NVIDIA’s developer catalog brings together community and open models accelerated for its AI inference platform and NVIDIA infrastructure. The lineup spans DeepSeek, Google DeepMind’s Gemma, OpenAI gpt-oss, Moonshot AI’s Kimi, Meta’s Llama, NVIDIA Nemotron, Microsoft Phi, and Alibaba’s Tongyi Qwen3, with deployment paths through NVIDIA NIM, TensorRT-LLM, NeMo, Ollama, Hugging Face, SGLang, vLLM, Jetson, Windows RTX, and data center GPUs.

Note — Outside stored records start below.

use super::Nucleotide;
use crate::errors::InvalidSequence;
use std::fmt;
use std::str::FromStr;

/// Nucleotide sequence carried by a lineage in sequence-level mutation mode.
///
/// Sequences are small (a few hundred bases for a paired heavy/light chain)
/// and are copied on every birth, so the representation is a plain vector.
#[derive(Debug, Clone, PartialEq, Eq, Hash, Default)]
pub struct Sequence(Vec<Nucleotide>);

impl Sequence {
    pub fn new() -> Self {
        Self(Vec::new())
    }

    pub fn from_nucleotides(nucleotides: Vec<Nucleotide>) -> Self {
        Self(nucleotides)
    }

    /// Parse a sequence, rejecting the empty string.
    pub fn parse_non_empty(s: &str) -> Result<Self, InvalidSequence> {
        let seq = Self::from_str(s.trim())?;
        if seq.is_empty() {
            return Err(InvalidSequence::EmptySequence);
        }
        Ok(seq)
    }

    #[inline(always)]
    pub fn len(&self) -> usize {
        self.0.len()
    }

    #[inline(always)]
    pub fn is_empty(&self) -> bool {
        self.0.is_empty()
    }

    #[inline]
    pub fn get(&self, index: usize) -> Option<Nucleotide> {
        self.0.get(index).copied()
    }

    /// Replace the base at `index`, returning the previous base, or `None`
    /// if `index` is out of range.
    #[inline]
    pub fn substitute(&mut self, index: usize, base: Nucleotide) -> Option<Nucleotide> {
        self.0
            .get_mut(index)
            .map(|slot| std::mem::replace(slot, base))
    }

    #[inline]
    pub fn as_slice(&self) -> &[Nucleotide] {
        &self.0
    }

    /// Positions at which two sequences differ. Extra trailing bases of the
    /// longer sequence count as differences.
    pub fn hamming_sites(&self, other: &Sequence) -> Vec<usize> {
        let shared = self.len().min(other.len());
        let mut sites: Vec<usize> = (0..shared)
            .filter(|&i| self.0[i] != other.0[i])
            .collect();
        sites.extend(shared..self.len().max(other.len()));
        sites
    }
}

impl fmt::Display for Sequence {
    fn fmt(&self, f: &mut fmt::Formatter<'_>) -> fmt::Result {
        for &nuc in &self.0 {
            write!(f, "{}", nuc.to_char())?;
        }
        Ok(())
    }
}

impl FromStr for Sequence {
    type Err = InvalidSequence;

    /// Case-insensitive parse of an `ACGT` string.
    fn from_str(s: &str) -> Result<Self, Self::Err> {
        let data: Result<Vec<Nucleotide>, _> = s
            .chars()
            .map(|c| Nucleotide::try_from(c).map_err(|_| InvalidSequence::InvalidChar(c)))
            .collect();

        Ok(Self(data?))
    }
}

#[cfg(test)]
mod tests {
    use super::*;

    #[test]
    fn test_from_str_mixed_case() {
        let seq = Sequence::from_str("AcGt").unwrap();
        assert_eq!(seq.len(), 4);
        assert_eq!(seq.to_string(), "ACGT");
    }

    #[test]
    fn test_from_str_invalid() {
        match Sequence::from_str("ACGN").unwrap_err() {
            InvalidSequence::InvalidChar(c) => assert_eq!(c, 'N'),
            other => panic!("Expected InvalidChar error, got {other:?}"),
        }
    }

    #[test]
    fn test_parse_non_empty() {
        assert_eq!(
            Sequence::parse_non_empty("  \n"),
            Err(InvalidSequence::EmptySequence)
        );
        assert_eq!(Sequence::parse_non_empty(" ACG\n").unwrap().to_string(), "ACG");
    }

    #[test]
    fn test_substitute() {
        let mut seq = Sequence::from_str("ACGT").unwrap();
        assert_eq!(seq.substitute(1, Nucleotide::T), Some(Nucleotide::C));
        assert_eq!(seq.to_string(), "ATGT");
        assert_eq!(seq.substitute(10, Nucleotide::A), None);
    }

    #[test]
    fn test_hamming_sites() {
        let a = Sequence::from_str("ACGTAC").unwrap();
        let b = Sequence::from_str("ACCTA").unwrap();
        assert_eq!(a.hamming_sites(&b), vec![2, 5]);
        assert!(a.hamming_sites(&a).is_empty());
    }
}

Several model families are positioned for production and customization. DeepSeek and Kimi use mixture-of-experts architectures, Gemma 3n adds multilingual and multimodal support, Llama 4 is described as multimodal, Nemotron targets reasoning and agentic tasks, Phi focuses on small language models for single-GPU and edge environments, and Qwen3 offers hybrid reasoning across dense and MoE variants.
NVIDIA also highlights performance gains tied to Blackwell systems and optimized inference software. OpenAI’s gpt-oss models are described as optimized for 10x inference performance on NVIDIA Blackwell architecture, delivering up to 1.5 million tokens per second (TPS) on an NVIDIA GB200 NVL72 system, while Kimi K2 Thinking saw a 10x performance leap on NVIDIA GB200 NVL72 compared with NVIDIA HGX™ H200.
For next-generation agentic AI, NVIDIA says Blackwell Ultra delivers up to 50x better performance and 35x lower cost, supported by co-design across Blackwell, NVLink™, NVLink Switch, NVFP4, Dynamo, TensorRT™ LLM, and community frameworks including SGLang and vLLM.